### TASK OBJECTIVE
When the word "cloudflared" appears in a line of the data below, list that line.

(Stored data entries)
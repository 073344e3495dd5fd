//! Runtime configuration, collected once at startup from CLI flags and
//! environment variables (`.env` is loaded by the binary before this runs).

use std::path::PathBuf;

use anyhow::{Context, Result};

#[derive(Debug, Clone)]
pub struct Config {
    pub port: u16,
    pub db_path: PathBuf,
    /// Local development: permissive CORS and a tunnel instead of a public
    /// webhook endpoint.
    pub dev_mode: bool,

    pub github_token: String,
    pub github_owner: String,
    /// Public URL GitHub delivers webhooks to.
    pub webhook_url: String,

    pub openai_api_key: String,
    pub openai_model: String,

    /// Root directory for local clones of generated repositories.
    pub workdir: PathBuf,
    /// Command used to open a dev tunnel (e.g. `cloudflared`).
    pub tunnel_cmd: String,
}

impl Config {
    pub fn from_env(port: u16, db_path: PathBuf, dev_mode: bool) -> Result<Self> {
        let github_owner = std::env::var("GITHUB_OWNER")
            .unwrap_or_else(|_| crate::app::models::GITHUB_OWNER.to_string());
        Ok(Self {
            port,
            db_path,
            dev_mode,
            github_token: std::env::var("GITHUB_TOKEN").context("GITHUB_TOKEN is not set")?,
            github_owner,
            webhook_url: std::env::var("WEBHOOK_URL")
                .unwrap_or_else(|_| format!("http://127.0.0.1:{}/api/webhooks/github", port)),
            openai_api_key: std::env::var("OPENAI_API_KEY")
                .context("OPENAI_API_KEY is not set")?,
            openai_model: std::env::var("OPENAI_MODEL").unwrap_or_else(|_| "gpt-4o".to_string()),
            workdir: std::env::var("ATELIER_WORKDIR")
                .map(PathBuf::from)
                .unwrap_or_else(|_| PathBuf::from(".atelier/repos")),
            tunnel_cmd: std::env::var("TUNNEL_CMD").unwrap_or_else(|_| "cloudflared".to_string()),
        })
    }
}
//! Domain-event bus with commit-then-notify ordering.
//!
//! Events are created *inside* a store transaction but dispatched only after
//! it commits: [`EventBus::create`] returns a [`PendingDispatch`] handle the
//! caller invokes once the transaction is over. Observers therefore never see
//! an event whose causing write did not survive.

use serde::Serialize;
use tokio::sync::broadcast;

use crate::app::AppModel;

#[derive(Debug, Clone, Copy, PartialEq, Eq, Serialize)]
#[serde(rename_all = "snake_case")]
pub enum AppEventKind {
    MainBranchPushed,
    #[serde(rename = "github_created")]
    GitHubCreated,
}

#[derive(Debug, Clone, Serialize)]
pub struct AppEvent {
    pub kind: AppEventKind,
    /// Snapshot of the app as written by the transaction that caused the event.
    pub app: AppModel,
}

#[derive(Clone)]
pub struct EventBus {
    tx: broadcast::Sender<AppEvent>,
}

impl EventBus {
    pub fn new(capacity: usize) -> Self {
        let (tx, _rx) = broadcast::channel(capacity);
        Self { tx }
    }

    pub fn subscribe(&self) -> broadcast::Receiver<AppEvent> {
        self.tx.subscribe()
    }

    /// Stage an event for dispatch after the enclosing transaction commits.
    pub fn create(&self, kind: AppEventKind, app: &AppModel) -> PendingDispatch {
        PendingDispatch {
            tx: self.tx.clone(),
            event: AppEvent {
                kind,
                app: app.clone(),
            },
        }
    }
}

/// A staged event. Dropping it without calling
/// [`dispatch_after_commit`](Self::dispatch_after_commit) discards the event,
/// which is exactly right when the transaction rolled back.
#[must_use = "the event is not delivered until dispatch_after_commit() is called"]
pub struct PendingDispatch {
    tx: broadcast::Sender<AppEvent>,
    event: AppEvent,
}

impl PendingDispatch {
    pub fn dispatch_after_commit(self) {
        tracing::debug!(kind = ?self.event.kind, display_id = self.event.app.display_id(), "dispatching app event");
        // No subscribers is fine; the send result only reports that.
        let _ = self.tx.send(self.event);
    }
}

#[cfg(test)]
mod tests {
    use super::*;
    use crate::app::{Author, WaitingApp};
    use tokio::sync::broadcast::error::TryRecvError;

    fn app() -> AppModel {
        AppModel::Waiting(WaitingApp::create(
            Author {
                user_id: "u".to_string(),
                github_id: "g".to_string(),
                name: "n".to_string(),
                photo_url: None,
            },
            0,
            0,
            "desc",
            0,
        ))
    }

    #[test]
    fn test_nothing_is_delivered_before_dispatch() {
        let bus = EventBus::new(8);
        let mut rx = bus.subscribe();

        let pending = bus.create(AppEventKind::MainBranchPushed, &app());
        assert!(matches!(rx.try_recv(), Err(TryRecvError::Empty)));

        pending.dispatch_after_commit();
        let event = rx.try_recv().unwrap();
        assert_eq!(event.kind, AppEventKind::MainBranchPushed);
    }

    #[test]
    fn test_dropping_pending_discards_the_event() {
        let bus = EventBus::new(8);
        let mut rx = bus.subscribe();

        drop(bus.create(AppEventKind::GitHubCreated, &app()));
        assert!(matches!(rx.try_recv(), Err(TryRecvError::Empty)));
    }

    #[test]
    fn test_dispatch_without_subscribers_is_a_noop() {
        let bus = EventBus::new(8);
        bus.create(AppEventKind::GitHubCreated, &app())
            .dispatch_after_commit();
    }
}
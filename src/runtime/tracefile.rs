//! Recorded scenario traces (`<scenario>.trace.json`): read, write, checksum.

use serde::{Deserialize, Serialize};

use std::path::Path;

use crate::{
    CatalogEntry, DelegError, DelegResult, PacketEvent, ReplayTarget, VerificationResult, VersionInfo,
};

pub const TRACE_FORMAT: &str = "delegtrace-trace";
pub const CURRENT_TRACE_VERSION: u32 = 1;

/// Everything needed to re-run the verifier offline: the scenario, who was who, the events.
#[derive(Debug, Clone, Serialize, Deserialize)]
pub struct TraceFile {
    pub format: String,
    pub version: u32,
    pub engine: VersionInfo,
    pub scenario: CatalogEntry,
    pub target: ReplayTarget,
    #[serde(rename = "capturedAt", default)]
    pub captured_at: String,
    pub events: Vec<PacketEvent>,
    /// Outcomes observed by the actors themselves rather than on the wire.
    #[serde(rename = "actorResults", default, skip_serializing_if = "Vec::is_empty")]
    pub actor_results: Vec<VerificationResult>,
    #[serde(default, skip_serializing_if = "Option::is_none")]
    pub checksum: Option<String>,
}

impl TraceFile {
    pub fn new(scenario: CatalogEntry, target: ReplayTarget, events: Vec<PacketEvent>) -> Self {
        Self {
            format: TRACE_FORMAT.to_string(),
            version: CURRENT_TRACE_VERSION,
            engine: crate::version_info(),
            scenario,
            target,
            captured_at: crate::wall_time_iso_utc(),
            events,
            actor_results: Vec::new(),
            checksum: None,
        }
    }

    pub fn with_actor_results(mut self, results: Vec<VerificationResult>) -> Self {
        self.actor_results = results;
        self
    }

    pub fn write_json(&self, path: &Path) -> DelegResult<()> {
        if let Some(parent) = path.parent() {
            std::fs::create_dir_all(parent)?;
        }
        let mut with_checksum = self.clone();
        with_checksum.checksum = None;
        let canonical = serde_json::to_vec(&with_checksum)?;
        with_checksum.checksum = Some(blake3::hash(&canonical).to_hex().to_string());
        let bytes = serde_json::to_vec_pretty(&with_checksum)?;

        let parent = path.parent().unwrap_or_else(|| Path::new("."));
        let file_name = path
            .file_name()
            .and_then(|s| s.to_str())
            .unwrap_or("trace.json");
        let tmp_path = parent.join(format!(
            ".{file_name}.{}.{}.tmp",
            std::process::id(),
            uuid::Uuid::new_v4()
        ));
        std::fs::write(&tmp_path, bytes)?;
        std::fs::rename(&tmp_path, path)?;
        Ok(())
    }

    pub fn read_json(path: &Path) -> DelegResult<Self> {
        let bytes = std::fs::read(path)?;
        let t: TraceFile = serde_json::from_slice(&bytes)
            .map_err(|e| DelegError::Trace(format!("failed to parse trace {}: {e}", path.display())))?;
        if t.format != TRACE_FORMAT {
            return Err(DelegError::Trace(format!(
                "{} is not a {TRACE_FORMAT} file (format {:?})",
                path.display(),
                t.format
            )));
        }
        if t.version > CURRENT_TRACE_VERSION {
            return Err(DelegError::Trace(format!(
                "trace schema v{} is newer than supported v{CURRENT_TRACE_VERSION}",
                t.version
            )));
        }
        verify_checksum(&t, path)?;
        Ok(t)
    }
}

fn verify_checksum(trace: &TraceFile, path: &Path) -> DelegResult<()> {
    let Some(expected) = trace.checksum.as_ref() else {
        return Ok(());
    };
    let mut canonical = trace.clone();
    canonical.checksum = None;
    let bytes = serde_json::to_vec(&canonical)?;
    let got = blake3::hash(&bytes).to_hex().to_string();
    if &got != expected {
        return Err(DelegError::Trace(format!(
            "trace checksum mismatch for {} (expected {}, got {})",
            path.display(),
            expected,
            got
        )));
    }
    Ok(())
}

#[cfg(test)]
mod tests {
    use super::*;
    use crate::scenario_catalog;
    use std::path::PathBuf;
    use uuid::Uuid;

    fn temp_file(name: &str) -> PathBuf {
        let dir = std::env::temp_dir().join(format!("delegtrace-trace-tests-{}", Uuid::new_v4()));
        std::fs::create_dir_all(&dir).expect("temp dir");
        dir.join(name)
    }

    fn sample() -> TraceFile {
        let entry = scenario_catalog().into_iter().next().expect("catalog");
        TraceFile::new(
            entry,
            ReplayTarget {
                file_name: "delegtrace.dat".to_string(),
                client_addr: "10.0.0.1".to_string(),
                peer_addr: None,
                server_addr: "10.0.0.2".to_string(),
                file_size: 4096,
            },
            Vec::new(),
        )
    }

    #[test]
    fn written_trace_reads_back_with_checksum() {
        let path = temp_file("basic01.trace.json");
        sample().write_json(&path).expect("write");
        let back = TraceFile::read_json(&path).expect("read");
        assert!(back.checksum.is_some());
        assert_eq!(back.scenario.name, "basic01");
        let leftovers = std::fs::read_dir(path.parent().expect("parent"))
            .expect("dir")
            .count();
        assert_eq!(leftovers, 1);
    }

    #[test]
    fn checksum_mismatch_is_rejected() {
        let path = temp_file("bad.trace.json");
        sample().write_json(&path).expect("write");
        let raw = std::fs::read_to_string(&path).expect("read raw");
        std::fs::write(&path, raw.replace("10.0.0.1", "10.0.0.9")).expect("tamper");
        let err = TraceFile::read_json(&path).expect_err("tampered");
        assert!(err.to_string().contains("checksum mismatch"));
    }

    #[test]
    fn foreign_format_is_rejected() {
        let path = temp_file("other.json");
        let mut t = sample();
        t.format = "something-else".to_string();
        t.write_json(&path).expect("write");
        assert!(TraceFile::read_json(&path).is_err());
    }
}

### TASK SOLUTION
    /// Command used to open a dev tunnel (e.g. `cloudflared`).
            tunnel_cmd: std::env::var("TUNNEL_CMD").unwrap_or_else(|_| "cloudflared".to_string()),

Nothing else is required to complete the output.